Scan the entries below and extract each line with the word "startup" in it.

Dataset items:
>>>

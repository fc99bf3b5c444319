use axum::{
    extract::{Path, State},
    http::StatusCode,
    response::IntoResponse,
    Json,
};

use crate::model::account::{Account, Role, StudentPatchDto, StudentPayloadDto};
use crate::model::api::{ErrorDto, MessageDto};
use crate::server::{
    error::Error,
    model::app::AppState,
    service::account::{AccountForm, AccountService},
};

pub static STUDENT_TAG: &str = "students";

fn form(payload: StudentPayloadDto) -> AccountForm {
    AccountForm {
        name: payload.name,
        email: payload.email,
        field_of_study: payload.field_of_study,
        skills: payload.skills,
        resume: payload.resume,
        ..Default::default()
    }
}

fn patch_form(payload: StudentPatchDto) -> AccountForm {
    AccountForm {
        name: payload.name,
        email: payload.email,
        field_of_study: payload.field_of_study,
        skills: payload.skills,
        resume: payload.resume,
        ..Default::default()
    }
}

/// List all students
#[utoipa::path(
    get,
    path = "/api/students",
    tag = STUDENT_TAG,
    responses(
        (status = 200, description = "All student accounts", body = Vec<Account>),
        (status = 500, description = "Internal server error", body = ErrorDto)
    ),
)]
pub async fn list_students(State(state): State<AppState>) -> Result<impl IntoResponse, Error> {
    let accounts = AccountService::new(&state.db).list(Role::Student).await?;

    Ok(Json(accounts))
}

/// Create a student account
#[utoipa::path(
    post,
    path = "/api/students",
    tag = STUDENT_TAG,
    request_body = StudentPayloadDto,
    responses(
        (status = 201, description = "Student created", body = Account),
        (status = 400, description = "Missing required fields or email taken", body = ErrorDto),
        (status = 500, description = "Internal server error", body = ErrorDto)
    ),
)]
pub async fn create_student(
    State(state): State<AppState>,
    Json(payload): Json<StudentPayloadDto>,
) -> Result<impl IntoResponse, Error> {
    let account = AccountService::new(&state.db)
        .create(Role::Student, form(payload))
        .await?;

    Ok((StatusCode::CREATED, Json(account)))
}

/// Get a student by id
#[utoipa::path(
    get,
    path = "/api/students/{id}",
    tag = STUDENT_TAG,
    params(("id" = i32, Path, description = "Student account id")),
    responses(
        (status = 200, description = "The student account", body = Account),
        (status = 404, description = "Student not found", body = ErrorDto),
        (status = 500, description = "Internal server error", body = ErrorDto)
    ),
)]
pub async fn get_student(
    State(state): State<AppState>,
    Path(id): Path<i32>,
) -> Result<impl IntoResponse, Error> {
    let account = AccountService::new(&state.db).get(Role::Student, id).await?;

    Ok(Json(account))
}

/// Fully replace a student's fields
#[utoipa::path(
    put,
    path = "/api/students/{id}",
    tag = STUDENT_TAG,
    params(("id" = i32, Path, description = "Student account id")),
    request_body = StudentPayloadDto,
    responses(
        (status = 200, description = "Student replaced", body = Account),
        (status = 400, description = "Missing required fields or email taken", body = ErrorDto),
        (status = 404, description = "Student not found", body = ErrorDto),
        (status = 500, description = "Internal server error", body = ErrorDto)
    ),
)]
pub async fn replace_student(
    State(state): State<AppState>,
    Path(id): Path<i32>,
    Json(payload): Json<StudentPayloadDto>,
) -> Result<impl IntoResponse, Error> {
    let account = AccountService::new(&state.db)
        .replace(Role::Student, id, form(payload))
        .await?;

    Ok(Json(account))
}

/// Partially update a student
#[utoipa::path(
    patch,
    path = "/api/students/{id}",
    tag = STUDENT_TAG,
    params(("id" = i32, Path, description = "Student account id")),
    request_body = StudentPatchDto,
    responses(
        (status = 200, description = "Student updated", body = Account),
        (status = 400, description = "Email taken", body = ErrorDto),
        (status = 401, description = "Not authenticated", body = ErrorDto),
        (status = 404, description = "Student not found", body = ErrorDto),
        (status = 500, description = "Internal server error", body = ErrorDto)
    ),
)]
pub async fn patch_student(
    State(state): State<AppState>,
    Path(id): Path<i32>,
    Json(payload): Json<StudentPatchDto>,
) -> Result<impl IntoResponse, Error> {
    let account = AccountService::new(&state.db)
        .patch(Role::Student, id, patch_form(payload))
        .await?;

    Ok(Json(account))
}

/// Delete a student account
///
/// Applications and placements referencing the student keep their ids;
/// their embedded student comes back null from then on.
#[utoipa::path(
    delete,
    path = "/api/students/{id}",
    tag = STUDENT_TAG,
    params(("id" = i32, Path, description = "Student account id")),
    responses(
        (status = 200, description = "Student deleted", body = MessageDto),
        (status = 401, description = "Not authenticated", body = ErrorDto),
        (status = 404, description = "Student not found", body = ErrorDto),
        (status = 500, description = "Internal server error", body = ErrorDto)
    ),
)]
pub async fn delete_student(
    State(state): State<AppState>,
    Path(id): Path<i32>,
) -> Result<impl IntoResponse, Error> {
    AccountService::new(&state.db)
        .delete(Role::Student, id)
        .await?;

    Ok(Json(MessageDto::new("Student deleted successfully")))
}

<<<
>>>

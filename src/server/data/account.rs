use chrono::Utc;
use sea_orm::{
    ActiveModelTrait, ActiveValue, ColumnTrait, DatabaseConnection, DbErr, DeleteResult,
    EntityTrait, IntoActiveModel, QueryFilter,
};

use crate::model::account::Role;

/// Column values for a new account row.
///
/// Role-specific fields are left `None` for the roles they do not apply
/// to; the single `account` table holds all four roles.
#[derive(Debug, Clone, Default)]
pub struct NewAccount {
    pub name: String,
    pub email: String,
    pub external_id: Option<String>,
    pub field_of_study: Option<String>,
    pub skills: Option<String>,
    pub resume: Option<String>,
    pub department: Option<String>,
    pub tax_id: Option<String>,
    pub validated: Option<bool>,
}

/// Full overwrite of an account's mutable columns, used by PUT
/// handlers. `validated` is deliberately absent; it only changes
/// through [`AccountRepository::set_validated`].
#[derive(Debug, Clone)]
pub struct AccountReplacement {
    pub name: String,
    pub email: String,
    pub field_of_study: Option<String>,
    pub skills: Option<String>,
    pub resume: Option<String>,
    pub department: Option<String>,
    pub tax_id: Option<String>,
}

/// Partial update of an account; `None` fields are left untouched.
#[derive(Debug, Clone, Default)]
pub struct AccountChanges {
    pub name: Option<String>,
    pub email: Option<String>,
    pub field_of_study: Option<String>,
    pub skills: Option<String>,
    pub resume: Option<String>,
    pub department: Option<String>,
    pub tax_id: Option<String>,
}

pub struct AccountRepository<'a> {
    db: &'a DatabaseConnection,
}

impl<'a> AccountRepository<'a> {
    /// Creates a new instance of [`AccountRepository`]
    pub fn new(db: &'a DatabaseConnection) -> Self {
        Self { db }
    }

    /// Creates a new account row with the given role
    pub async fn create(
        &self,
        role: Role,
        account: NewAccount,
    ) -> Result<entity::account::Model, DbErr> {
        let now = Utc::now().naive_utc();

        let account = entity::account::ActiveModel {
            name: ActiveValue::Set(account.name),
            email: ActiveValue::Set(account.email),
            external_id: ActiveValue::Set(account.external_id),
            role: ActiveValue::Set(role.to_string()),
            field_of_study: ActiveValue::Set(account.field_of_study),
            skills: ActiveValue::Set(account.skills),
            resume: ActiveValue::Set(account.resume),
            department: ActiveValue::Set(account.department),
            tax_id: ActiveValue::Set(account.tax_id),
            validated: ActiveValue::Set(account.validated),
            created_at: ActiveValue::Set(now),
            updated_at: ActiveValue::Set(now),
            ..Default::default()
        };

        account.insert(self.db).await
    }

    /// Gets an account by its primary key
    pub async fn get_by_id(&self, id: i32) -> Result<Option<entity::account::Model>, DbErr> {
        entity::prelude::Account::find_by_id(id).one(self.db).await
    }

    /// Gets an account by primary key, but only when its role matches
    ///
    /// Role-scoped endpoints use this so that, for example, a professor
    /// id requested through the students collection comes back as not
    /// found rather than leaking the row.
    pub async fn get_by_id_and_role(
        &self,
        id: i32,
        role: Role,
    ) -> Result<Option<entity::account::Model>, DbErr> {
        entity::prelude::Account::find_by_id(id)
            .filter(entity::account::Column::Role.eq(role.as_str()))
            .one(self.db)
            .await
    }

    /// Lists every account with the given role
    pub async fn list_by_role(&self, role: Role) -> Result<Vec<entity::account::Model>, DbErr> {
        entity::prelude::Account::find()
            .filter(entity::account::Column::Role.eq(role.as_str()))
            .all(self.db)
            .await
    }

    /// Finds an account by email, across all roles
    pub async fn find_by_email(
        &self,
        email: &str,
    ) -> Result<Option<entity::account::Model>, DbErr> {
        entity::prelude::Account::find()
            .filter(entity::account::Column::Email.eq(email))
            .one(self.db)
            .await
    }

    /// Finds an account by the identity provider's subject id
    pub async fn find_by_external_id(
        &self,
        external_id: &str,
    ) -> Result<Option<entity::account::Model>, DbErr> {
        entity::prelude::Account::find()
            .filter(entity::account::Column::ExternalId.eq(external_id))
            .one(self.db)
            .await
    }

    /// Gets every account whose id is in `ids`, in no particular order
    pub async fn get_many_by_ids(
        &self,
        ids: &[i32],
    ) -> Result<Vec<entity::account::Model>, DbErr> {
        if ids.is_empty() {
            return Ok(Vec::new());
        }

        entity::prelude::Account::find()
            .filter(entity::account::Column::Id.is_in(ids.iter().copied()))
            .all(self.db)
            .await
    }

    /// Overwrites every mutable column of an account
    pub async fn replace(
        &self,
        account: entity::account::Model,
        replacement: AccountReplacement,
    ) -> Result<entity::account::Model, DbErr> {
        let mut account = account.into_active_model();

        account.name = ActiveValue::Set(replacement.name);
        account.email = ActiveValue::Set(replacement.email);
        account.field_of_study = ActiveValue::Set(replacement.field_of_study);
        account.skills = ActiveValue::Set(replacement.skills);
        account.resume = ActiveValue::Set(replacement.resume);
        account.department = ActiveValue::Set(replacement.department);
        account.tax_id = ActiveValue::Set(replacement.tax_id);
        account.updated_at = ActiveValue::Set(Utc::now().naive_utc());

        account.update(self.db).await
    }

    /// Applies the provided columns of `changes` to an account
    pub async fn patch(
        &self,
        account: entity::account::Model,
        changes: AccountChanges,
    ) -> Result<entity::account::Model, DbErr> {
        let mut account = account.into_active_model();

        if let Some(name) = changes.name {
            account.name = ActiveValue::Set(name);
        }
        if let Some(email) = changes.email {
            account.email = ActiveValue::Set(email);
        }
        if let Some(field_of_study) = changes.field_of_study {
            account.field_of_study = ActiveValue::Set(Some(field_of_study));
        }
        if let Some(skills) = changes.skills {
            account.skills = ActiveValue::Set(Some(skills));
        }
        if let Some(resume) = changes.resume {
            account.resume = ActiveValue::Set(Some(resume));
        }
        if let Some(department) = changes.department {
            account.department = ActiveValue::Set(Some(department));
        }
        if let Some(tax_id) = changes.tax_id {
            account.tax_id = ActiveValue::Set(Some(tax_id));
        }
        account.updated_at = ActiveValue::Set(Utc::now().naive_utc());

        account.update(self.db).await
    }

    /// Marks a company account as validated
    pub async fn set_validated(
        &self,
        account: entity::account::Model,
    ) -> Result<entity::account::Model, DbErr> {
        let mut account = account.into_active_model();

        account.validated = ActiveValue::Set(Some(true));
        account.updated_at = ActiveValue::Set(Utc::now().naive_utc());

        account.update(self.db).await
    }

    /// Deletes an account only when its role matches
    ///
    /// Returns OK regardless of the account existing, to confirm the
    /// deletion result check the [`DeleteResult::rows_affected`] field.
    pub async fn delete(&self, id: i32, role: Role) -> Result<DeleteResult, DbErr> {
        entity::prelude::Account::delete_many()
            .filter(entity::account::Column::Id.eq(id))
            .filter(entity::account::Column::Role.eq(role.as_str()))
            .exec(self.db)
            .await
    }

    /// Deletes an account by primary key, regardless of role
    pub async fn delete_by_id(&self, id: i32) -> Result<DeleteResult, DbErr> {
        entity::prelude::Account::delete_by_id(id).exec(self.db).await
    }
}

<<<
>>>

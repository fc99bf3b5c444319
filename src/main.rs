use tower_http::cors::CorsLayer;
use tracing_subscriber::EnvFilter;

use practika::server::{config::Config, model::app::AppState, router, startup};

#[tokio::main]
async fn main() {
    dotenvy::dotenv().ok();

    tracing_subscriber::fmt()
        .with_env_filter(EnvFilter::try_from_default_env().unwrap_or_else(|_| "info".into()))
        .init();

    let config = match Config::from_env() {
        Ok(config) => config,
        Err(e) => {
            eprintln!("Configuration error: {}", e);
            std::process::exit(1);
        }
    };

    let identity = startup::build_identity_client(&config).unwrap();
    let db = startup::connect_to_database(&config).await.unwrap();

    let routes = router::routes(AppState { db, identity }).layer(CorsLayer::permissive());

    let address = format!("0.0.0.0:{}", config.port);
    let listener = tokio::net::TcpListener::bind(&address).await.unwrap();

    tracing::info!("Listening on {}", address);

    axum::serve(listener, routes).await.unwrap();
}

<<<

• WORKED SOLUTION
use practika::server::{config::Config, model::app::AppState, router, startup};
    let identity = startup::build_identity_client(&config).unwrap();
    let db = startup::connect_to_database(&config).await.unwrap();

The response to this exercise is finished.